## [WHAT TO PRODUCE]
Copy the data exactly, line for line.

## [LISTED RECORDS]
//! Video identity, status and probed metadata.

use schemars::JsonSchema;
use serde::{Deserialize, Serialize};
use std::fmt;
use uuid::Uuid;

/// Identifier of a video document.
#[derive(Debug, Clone, PartialEq, Eq, Hash, Serialize, Deserialize, JsonSchema)]
#[serde(transparent)]
pub struct VideoId(pub String);

impl VideoId {
    /// Generate a new random video ID.
    pub fn new() -> Self {
        Self(Uuid::new_v4().to_string())
    }

    /// Create from an existing string.
    pub fn from_string(s: impl Into<String>) -> Self {
        Self(s.into())
    }

    /// Get the inner string.
    pub fn as_str(&self) -> &str {
        &self.0
    }
}

impl Default for VideoId {
    fn default() -> Self {
        Self::new()
    }
}

impl fmt::Display for VideoId {
    fn fmt(&self, f: &mut fmt::Formatter<'_>) -> fmt::Result {
        write!(f, "{}", self.0)
    }
}

impl From<String> for VideoId {
    fn from(s: String) -> Self {
        Self(s)
    }
}

impl From<&str> for VideoId {
    fn from(s: &str) -> Self {
        Self(s.to_string())
    }
}

/// Processing status persisted on the video document.
#[derive(Debug, Clone, Copy, PartialEq, Eq, Hash, Serialize, Deserialize, JsonSchema, Default)]
pub enum ProcessingStatus {
    /// Upload finished, job queued
    #[default]
    Uploaded,
    /// A worker is running the pipeline
    Processing,
    /// All artifacts are available
    Ready,
    /// Processing failed; see `processingError`
    Failed,
}

impl ProcessingStatus {
    pub fn as_str(&self) -> &'static str {
        match self {
            ProcessingStatus::Uploaded => "Uploaded",
            ProcessingStatus::Processing => "Processing",
            ProcessingStatus::Ready => "Ready",
            ProcessingStatus::Failed => "Failed",
        }
    }
}

impl fmt::Display for ProcessingStatus {
    fn fmt(&self, f: &mut fmt::Formatter<'_>) -> fmt::Result {
        write!(f, "{}", self.as_str())
    }
}

/// Facts probed from the source file.
#[derive(Debug, Clone, PartialEq, Default, Serialize, Deserialize, JsonSchema)]
#[serde(rename_all = "camelCase")]
pub struct VideoMetadata {
    /// Duration in seconds
    pub duration: f64,
    /// Width in pixels
    pub width: u32,
    /// Height in pixels
    pub height: u32,
    /// Display aspect ratio label (e.g. "16:9")
    pub aspect_ratio: String,
    /// Frames per second
    pub frame_rate: f64,
    /// Video codec name as reported by the prober
    pub video_codec: String,
    /// Video bitrate in bits/second
    pub video_bitrate: u64,
    /// Audio codec name, if the file has audio
    pub audio_codec: Option<String>,
    /// Audio bitrate in bits/second
    pub audio_bitrate: u64,
    /// Number of audio channels
    pub audio_channels: u32,
    /// File size in bytes
    pub file_size: u64,
}

impl VideoMetadata {
    /// Resolution label, e.g. "1920x1080".
    pub fn resolution(&self) -> String {
        format!("{}x{}", self.width, self.height)
    }
}

fn gcd(mut a: u32, mut b: u32) -> u32 {
    while b != 0 {
        let t = b;
        b = a % b;
        a = t;
    }
    a
}

/// Canonical labels for common ratios, matched within 1%.
const KNOWN_RATIOS: &[(f64, &str)] = &[
    (16.0 / 9.0, "16:9"),
    (4.0 / 3.0, "4:3"),
    (1.0, "1:1"),
    (9.0 / 16.0, "9:16"),
    (21.0 / 9.0, "21:9"),
];

/// Aspect ratio label for a frame size.
///
/// The size is reduced by its greatest common divisor first; an exact or
/// near match to a common ratio yields the canonical label (so 2560x1080,
/// which reduces to 64:27, is reported as "21:9"), anything else the reduced
/// ratio itself.
pub fn aspect_ratio_label(width: u32, height: u32) -> String {
    if width == 0 || height == 0 {
        return "unknown".to_string();
    }

    let divisor = gcd(width, height);
    let (w, h) = (width / divisor, height / divisor);
    let ratio = w as f64 / h as f64;

    for (known, label) in KNOWN_RATIOS {
        if ((ratio - known) / known).abs() < 0.01 {
            return label.to_string();
        }
    }

    format!("{}:{}", w, h)
}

## [ANSWER TO THE EXERCISE]
//! Video identity, status and probed metadata.

use schemars::JsonSchema;
use serde::{Deserialize, Serialize};
use std::fmt;
use uuid::Uuid;

/// Identifier of a video document.
#[derive(Debug, Clone, PartialEq, Eq, Hash, Serialize, Deserialize, JsonSchema)]
#[serde(transparent)]
pub struct VideoId(pub String);

impl VideoId {
    /// Generate a new random video ID.
    pub fn new() -> Self {
        Self(Uuid::new_v4().to_string())
    }

    /// Create from an existing string.
    pub fn from_string(s: impl Into<String>) -> Self {
        Self(s.into())
    }

    /// Get the inner string.
    pub fn as_str(&self) -> &str {
        &self.0
    }
}

impl Default for VideoId {
    fn default() -> Self {
        Self::new()
    }
}

impl fmt::Display for VideoId {
    fn fmt(&self, f: &mut fmt::Formatter<'_>) -> fmt::Result {
        write!(f, "{}", self.0)
    }
}

impl From<String> for VideoId {
    fn from(s: String) -> Self {
        Self(s)
    }
}

impl From<&str> for VideoId {
    fn from(s: &str) -> Self {
        Self(s.to_string())
    }
}

/// Processing status persisted on the video document.
#[derive(Debug, Clone, Copy, PartialEq, Eq, Hash, Serialize, Deserialize, JsonSchema, Default)]
pub enum ProcessingStatus {
    /// Upload finished, job queued
    #[default]
    Uploaded,
    /// A worker is running the pipeline
    Processing,
    /// All artifacts are available
    Ready,
    /// Processing failed; see `processingError`
    Failed,
}

impl ProcessingStatus {
    pub fn as_str(&self) -> &'static str {
        match self {
            ProcessingStatus::Uploaded => "Uploaded",
            ProcessingStatus::Processing => "Processing",
            ProcessingStatus::Ready => "Ready",
            ProcessingStatus::Failed => "Failed",
        }
    }
}

impl fmt::Display for ProcessingStatus {
    fn fmt(&self, f: &mut fmt::Formatter<'_>) -> fmt::Result {
        write!(f, "{}", self.as_str())
    }
}

/// Facts probed from the source file.
#[derive(Debug, Clone, PartialEq, Default, Serialize, Deserialize, JsonSchema)]
#[serde(rename_all = "camelCase")]
pub struct VideoMetadata {
    /// Duration in seconds
    pub duration: f64,
    /// Width in pixels
    pub width: u32,
    /// Height in pixels
    pub height: u32,
    /// Display aspect ratio label (e.g. "16:9")
    pub aspect_ratio: String,
    /// Frames per second
    pub frame_rate: f64,
    /// Video codec name as reported by the prober
    pub video_codec: String,
    /// Video bitrate in bits/second
    pub video_bitrate: u64,
    /// Audio codec name, if the file has audio
    pub audio_codec: Option<String>,
    /// Audio bitrate in bits/second
    pub audio_bitrate: u64,
    /// Number of audio channels
    pub audio_channels: u32,
    /// File size in bytes
    pub file_size: u64,
}

impl VideoMetadata {
    /// Resolution label, e.g. "1920x1080".
    pub fn resolution(&self) -> String {
        format!("{}x{}", self.width, self.height)
    }
}

fn gcd(mut a: u32, mut b: u32) -> u32 {
    while b != 0 {
        let t = b;
        b = a % b;
        a = t;
    }
    a
}

/// Canonical labels for common ratios, matched within 1%.
const KNOWN_RATIOS: &[(f64, &str)] = &[
    (16.0 / 9.0, "16:9"),
    (4.0 / 3.0, "4:3"),
    (1.0, "1:1"),
    (9.0 / 16.0, "9:16"),
    (21.0 / 9.0, "21:9"),
];

/// Aspect ratio label for a frame size.
///
/// The size is reduced by its greatest common divisor first; an exact or
/// near match to a common ratio yields the canonical label (so 2560x1080,
/// which reduces to 64:27, is reported as "21:9"), anything else the reduced
/// ratio itself.
pub fn aspect_ratio_label(width: u32, height: u32) -> String {
    if width == 0 || height == 0 {
        return "unknown".to_string();
    }

    let divisor = gcd(width, height);
    let (w, h) = (width / divisor, height / divisor);
    let ratio = w as f64 / h as f64;

    for (known, label) in KNOWN_RATIOS {
        if ((ratio - known) / known).abs() < 0.01 {
            return label.to_string();
        }
    }

    format!("{}:{}", w, h)
}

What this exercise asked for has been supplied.